Climate change has the potential to shape the future of infectious diseases, both directly and indirectly. In aquatic systems, for example, elevated temperatures can modulate the infectivity of waterborne parasites and affect the immune response of zooplanktonic hosts. Moreover, lake warming causes shifts in the communities of primary producers towards cyanobacterial dominance, thus lowering the quality of zooplankton diet. This may further affect host fitness, resulting in suboptimal resources available for parasite growth.
Previous experimental studies have demonstrated the respective effects of temperature and host diet on infection outcomes, using the zooplankter Daphnia and its microparasites as model systems.

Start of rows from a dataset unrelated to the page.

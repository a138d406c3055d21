//! Core type definitions for Haven.
//!
//! This crate defines the identifiers shared by every layer of the
//! storage core:
//! - Profile identifiers (UUID v7)
//! - Observer identifiers for change-notification subscribers
//!
//! Domain records (history, downloads, imports, ...) live next to the
//! store that owns them, not here.

mod ids;

pub use ids::{ObserverId, ProfileId};
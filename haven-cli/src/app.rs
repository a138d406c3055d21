//! Service wiring.
//!
//! Every service object is constructed once here and shared by reference.
//! [`Haven::shutdown`] runs the exit sequence: flush profiles, then seal the
//! desktop store, bounded by the configured timeout.

use crate::config::{APP_STORE_NAME, HavenConfig};
use anyhow::{Context, Result};
use haven_crypto::{FallbackKeyMaterial, PlatformEncryption, SafeStorage, StringEncryptor};
use haven_settings::{EnvSource, SettingsResolver, WatchRegistry};
use haven_storage::{DirSessionProvider, ProfileStore, StartupSignal};
use haven_vault::{
    DesktopStore, InitOutcome, JsonFileBackend, ProcessControl, QuitCoordinator, QuitSignal,
    SealOutcome, create_private_dir,
};
use std::sync::Arc;
use tracing::{debug, error, info, warn};

pub struct Haven {
    pub config: HavenConfig,
    pub app: Arc<DesktopStore>,
    pub profiles: ProfileStore,
    pub settings: SettingsResolver,
}

impl Haven {
    /// Opens every store under the configured data directory.
    pub async fn open(
        config: HavenConfig,
        platform: Arc<dyn PlatformEncryption>,
        env: Arc<dyn EnvSource>,
    ) -> Result<Self> {
        create_private_dir(config.data_dir())
            .with_context(|| format!("creating {}", config.data_dir().display()))?;

        let encryptor: Arc<dyn StringEncryptor> = Arc::new(SafeStorage::new(
            platform,
            FallbackKeyMaterial::current(&config.app_version),
            config.kdf_params(),
        ));
        if !encryptor.is_available() {
            warn!("Platform encryption unavailable, using the machine-bound fallback key");
        }

        let backend = JsonFileBackend::open(config.data_dir(), APP_STORE_NAME)
            .context("opening desktop store")?;
        let app = Arc::new(DesktopStore::new(Arc::new(backend), encryptor.clone()));
        match app.lifecycle().initialize_store()? {
            InitOutcome::FirstLaunch => app.lifecycle().complete_onboarding(),
            InitOutcome::Discarded { reason } => {
                warn!(reason = %reason, "Desktop store was reset");
            }
            outcome => debug!(outcome = ?outcome, "Desktop store ready"),
        }

        let startup = StartupSignal::default();
        let profiles = ProfileStore::new(
            config.profile_store(),
            encryptor,
            Arc::new(DirSessionProvider::new(config.sessions_dir())),
            startup.clone(),
        );
        startup.fire();
        profiles.initialize().await.context("loading profiles")?;

        let settings =
            SettingsResolver::new(app.clone(), profiles.clone(), env, WatchRegistry::new());

        info!(data_dir = %config.data_dir().display(), "Haven opened");
        Ok(Self {
            config,
            app,
            profiles,
            settings,
        })
    }

    /// Flushes profiles and seals the desktop store.
    pub async fn shutdown(&self) -> SealOutcome {
        let coordinator = QuitCoordinator::new(
            self.app.clone(),
            Arc::new(ReturnToCaller),
            self.config.shutdown_timeout,
        );
        let profiles = self.profiles.clone();
        coordinator
            .handle_before_quit(&CommandFinished, async move {
                if let Err(e) = profiles.flush().await {
                    error!(error = %e, "Failed to flush profiles");
                }
            })
            .await
    }
}

/// The command finished; nothing else is waiting to terminate the process.
struct CommandFinished;

impl QuitSignal for CommandFinished {
    fn prevent_default(&self) {}
}

/// Lets `main` return so its exit code reflects the command result.
struct ReturnToCaller;

impl ProcessControl for ReturnToCaller {
    fn exit(&self, code: i32) {
        debug!(code, "Shutdown sequence complete");
    }
}
//! Multi-profile store for Haven.
//!
//! Each profile holds navigation history, downloads, bookmarks, autofill
//! entries, search engines, a generic settings map and a map of secure
//! settings whose values are individually encrypted. Imported browser data
//! is kept as secure settings, one per import source.
//!
//! The whole document lives in `profiles.json` and is replaced atomically
//! on every save. Mutations return before the write lands; history writes
//! are additionally debounced. [`ProfileStore::flush`] forces the pending
//! write at shutdown. Settings changes, plain and secure, are published
//! to sinks attached with [`ProfileStore::attach`].

mod collections;
mod error;
mod history;
mod import;
mod model;
mod secure;
mod session;
mod store;
mod validation;

pub use error::{StorageError, StorageResult};
pub use history::{DEFAULT_HISTORY_LIMIT, MAX_HISTORY_ENTRIES, score as history_score};
pub use import::{
    Autofill, Bookmarks, History, ImportBatch, ImportKind, ImportedAutofill, ImportedBookmark,
    ImportedHistoryEntry, ImportedPassword, ImportedSearchEngine, Passwords, SearchEngines,
};
pub use model::{
    AutofillEntry, Bookmark, DownloadRecord, DownloadState, DownloadUpdate, NavigationEntry,
    Profile, ProfileDocument, ProfileSettings, ProfileSummary, SearchEngine,
};
pub use session::{DirSessionProvider, SessionProvider};
pub use store::{
    DEFAULT_PROFILE_NAME, DEFAULT_SAVE_DEBOUNCE, PROFILES_FILE, ProfileSettingChange, ProfileStore,
    ProfileStoreConfig, StartupSignal,
};
pub use validation::{
    MAX_FIELD_BYTES, MAX_IMPORT_ENTRIES, MAX_SOURCE_LEN, Validate, ValidationError,
};
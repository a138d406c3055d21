//! Secure settings and imported data.
//!
//! Values are encrypted before the state lock is taken and stored as
//! ciphertext in the profile document. Plaintext is cached in memory on
//! first read through [`haven_vault::PlaintextCache`]; a value that no
//! longer decrypts reads as absent. Every change is published redacted.

use crate::error::{StorageError, StorageResult};
use crate::import::{ImportBatch, ImportKind};
use crate::store::{ProfileState, ProfileStore, Save, secure_change};
use crate::validation::{validate_batch, validate_source};
use haven_crypto::StringEncryptor;
use haven_types::ProfileId;
use tracing::{debug, info, warn};

impl ProfileState {
    /// Plaintext of one secure setting, via the cache.
    pub(crate) fn reveal(
        &mut self,
        encryptor: &dyn StringEncryptor,
        profile: ProfileId,
        key: &str,
    ) -> StorageResult<Option<String>> {
        let stored = self
            .document
            .profile(profile)
            .ok_or(StorageError::ProfileNotFound(profile))?
            .secure_settings
            .get(key)
            .map(String::as_str);
        Ok(self
            .secure_cache
            .reveal(&(profile, key.to_string()), stored, encryptor))
    }

    fn keys_with_prefix(&self, profile: ProfileId, prefix: &str) -> StorageResult<Vec<String>> {
        Ok(self
            .profile(profile)?
            .secure_settings
            .keys()
            .filter(|k| k.starts_with(prefix))
            .cloned()
            .collect())
    }
}

impl ProfileStore {
    // ── Secure settings ──────────────────────────────────────────

    /// Encrypts and stores a value. Fails if encryption fails; there is no
    /// cleartext fallback here.
    pub async fn set_secure_setting(
        &self,
        profile: ProfileId,
        key: &str,
        value: &str,
    ) -> StorageResult<()> {
        let ciphertext = self.inner.encryptor.encrypt(value)?;
        let (existed, active) = self
            .mutate(Save::Immediate, |state| {
                let existed = state.update_profile(profile, |p| {
                    Ok(p.secure_settings.insert(key.to_string(), ciphertext).is_some())
                })?;
                state
                    .secure_cache
                    .insert((profile, key.to_string()), value.to_string());
                Ok((existed, state.is_active(profile)))
            })
            .await?;
        debug!(profile_id = %profile, key = %key, "Secure setting stored");
        self.publish(profile, active, true, vec![secure_change(key, true, existed)]);
        Ok(())
    }

    pub async fn get_secure_setting(
        &self,
        profile: ProfileId,
        key: &str,
    ) -> StorageResult<Option<String>> {
        let mut guard = self.inner.state.write().await;
        let state = guard.as_mut().ok_or(StorageError::NotInitialized)?;
        state.reveal(self.inner.encryptor.as_ref(), profile, key)
    }

    /// Removes a value. Returns whether it existed.
    pub async fn remove_secure_setting(&self, profile: ProfileId, key: &str) -> StorageResult<bool> {
        let (existed, active) = self
            .mutate(Save::Immediate, |state| {
                state.secure_cache.remove(&(profile, key.to_string()));
                let existed = state
                    .update_profile(profile, |p| Ok(p.secure_settings.remove(key).is_some()))?;
                Ok((existed, state.is_active(profile)))
            })
            .await?;
        if existed {
            self.publish(profile, active, true, vec![secure_change(key, false, true)]);
        }
        Ok(existed)
    }

    pub async fn secure_setting_keys(&self, profile: ProfileId) -> StorageResult<Vec<String>> {
        self.read(|state| {
            Ok(state
                .profile(profile)?
                .secure_settings
                .keys()
                .cloned()
                .collect())
        })
        .await
    }

    // ── Imports ──────────────────────────────────────────────────

    /// Stores one source's batch, replacing any earlier import from it.
    /// Returns the entry count.
    pub async fn store_imported<K: ImportKind>(
        &self,
        profile: ProfileId,
        source: &str,
        entries: Vec<K::Entry>,
    ) -> StorageResult<usize> {
        validate_source(source)?;
        validate_batch(&entries)?;

        let batch = ImportBatch::new(entries);
        let count = batch.count;
        let json = serde_json::to_string(&batch)?;
        self.set_secure_setting(profile, &K::key(source), &json)
            .await?;
        info!(profile_id = %profile, kind = K::TYPE, source = %source, count, "Import stored");
        Ok(count)
    }

    /// Entries from one source, or from every source concatenated.
    pub async fn get_imported<K: ImportKind>(
        &self,
        profile: ProfileId,
        source: Option<&str>,
    ) -> StorageResult<Vec<K::Entry>> {
        let mut guard = self.inner.state.write().await;
        let state = guard.as_mut().ok_or(StorageError::NotInitialized)?;
        let encryptor = self.inner.encryptor.as_ref();

        let keys = match source {
            Some(source) => vec![K::key(source)],
            None => state.keys_with_prefix(profile, &K::prefix())?,
        };

        let mut entries = Vec::new();
        for key in keys {
            let Some(json) = state.reveal(encryptor, profile, &key)? else {
                continue;
            };
            match serde_json::from_str::<ImportBatch<K::Entry>>(&json) {
                Ok(batch) => entries.extend(batch.entries),
                Err(e) => warn!(key = %key, error = %e, "Skipping malformed import batch"),
            }
        }
        Ok(entries)
    }

    /// Removes one source's import. Returns whether it existed.
    pub async fn remove_imported<K: ImportKind>(
        &self,
        profile: ProfileId,
        source: &str,
    ) -> StorageResult<bool> {
        validate_source(source)?;
        self.remove_secure_setting(profile, &K::key(source)).await
    }

    /// Removes every import of this kind. Returns how many sources were
    /// removed.
    pub async fn clear_imported<K: ImportKind>(&self, profile: ProfileId) -> StorageResult<usize> {
        let prefix = K::prefix();
        let (removed, active) = self
            .mutate(Save::Immediate, |state| {
                state
                    .secure_cache
                    .retain(|(owner, key)| *owner != profile || !key.starts_with(&prefix));
                let removed = state.update_profile(profile, |p| {
                    let removed: Vec<String> = p
                        .secure_settings
                        .keys()
                        .filter(|key| key.starts_with(&prefix))
                        .cloned()
                        .collect();
                    for key in &removed {
                        p.secure_settings.remove(key);
                    }
                    Ok(removed)
                })?;
                Ok((removed, state.is_active(profile)))
            })
            .await?;
        let count = removed.len();
        let changes = removed
            .iter()
            .map(|key| secure_change(key, false, true))
            .collect();
        self.publish(profile, active, true, changes);
        Ok(count)
    }

    /// Sources with an import of this kind.
    pub async fn import_sources<K: ImportKind>(
        &self,
        profile: ProfileId,
    ) -> StorageResult<Vec<String>> {
        let prefix = K::prefix();
        self.read(|state| {
            Ok(state
                .keys_with_prefix(profile, &prefix)?
                .into_iter()
                .filter_map(|k| k.strip_prefix(&prefix).map(str::to_string))
                .collect())
        })
        .await
    }
}
//! ChaCha20-Poly1305 sealing shared by the keychain and fallback paths.
//!
//! A sealed value is `nonce || ciphertext || tag` as raw bytes; the
//! safe-storage layer adds the scheme tag and base64 armor on top.

use crate::error::{CryptoError, CryptoResult};
use crate::key::DerivedKey;
use chacha20poly1305::{
    ChaCha20Poly1305, Nonce,
    aead::{Aead, KeyInit},
};
use rand::RngCore;

/// Size of nonce in bytes (96 bits for ChaCha20-Poly1305).
pub const NONCE_SIZE: usize = 12;

/// Size of authentication tag in bytes.
pub const TAG_SIZE: usize = 16;

/// Seals `plaintext` under `key` with a fresh random nonce.
pub fn seal(key: &DerivedKey, plaintext: &[u8]) -> CryptoResult<Vec<u8>> {
    let cipher = ChaCha20Poly1305::new(key.as_bytes().into());

    let mut nonce_bytes = [0u8; NONCE_SIZE];
    rand::rngs::OsRng.fill_bytes(&mut nonce_bytes);
    let nonce = Nonce::from_slice(&nonce_bytes);

    let ciphertext = cipher
        .encrypt(nonce, plaintext)
        .map_err(|e| CryptoError::Encryption(e.to_string()))?;

    let mut sealed = Vec::with_capacity(NONCE_SIZE + ciphertext.len());
    sealed.extend_from_slice(&nonce_bytes);
    sealed.extend_from_slice(&ciphertext);
    Ok(sealed)
}

/// Opens a value produced by [`seal`] with the same key.
pub fn open(key: &DerivedKey, sealed: &[u8]) -> CryptoResult<Vec<u8>> {
    if sealed.len() < NONCE_SIZE + TAG_SIZE {
        return Err(CryptoError::Decryption("data too short".to_string()));
    }
    let (nonce_bytes, ciphertext) = sealed.split_at(NONCE_SIZE);
    let cipher = ChaCha20Poly1305::new(key.as_bytes().into());

    cipher
        .decrypt(Nonce::from_slice(nonce_bytes), ciphertext)
        .map_err(|_| {
            CryptoError::Decryption("decryption failed (wrong key or tampered data)".to_string())
        })
}

/// Seals a UTF-8 string.
pub fn seal_string(key: &DerivedKey, plaintext: &str) -> CryptoResult<Vec<u8>> {
    seal(key, plaintext.as_bytes())
}

/// Opens a sealed UTF-8 string.
pub fn open_string(key: &DerivedKey, sealed: &[u8]) -> CryptoResult<String> {
    let plaintext = open(key, sealed)?;
    String::from_utf8(plaintext)
        .map_err(|e| CryptoError::Decryption(format!("invalid UTF-8: {}", e)))
}
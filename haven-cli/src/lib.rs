//! Haven process wiring and operator commands.

pub mod app;
pub mod commands;
pub mod config;

pub use app::Haven;
pub use commands::{Command, ProfilesCommand, SettingsCommand, run};
pub use config::{APP_DIR_NAME, APP_STORE_NAME, DATA_DIR_ENV, HavenConfig, SESSIONS_DIR};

Although cyanobacteria blooms and heat waves are concurrent events in nature, few attempts have been made to combine both stressors in experimental settings.
Here, we raised the zooplankter Daphnia (two genotypes) under a full factorial design with varying levels of temperature (the standard 19°C and elevated 23°C), food quality (Scenedesmus obliquus as high‐quality green algae, Microcystis aeruginosa and Planktothrix agardhii as low‐quality cyanobacteria) and exposed them to the parasitic yeast Metschnikowia bicuspidata. We recorded life history parameters of the host as well as parasite traits related to transmission.
The combination of low‐quality cyanobacterial diets and elevated temperature resulted in additive detrimental effects on host fecundity. Low‐quality diets reduced parasite output, while temperature effects were context dependent. Overall, we argue that the combined effects of elevated water temperature and poor‐quality diets may decrease epidemics of a common fungal parasite under a climate change scenario.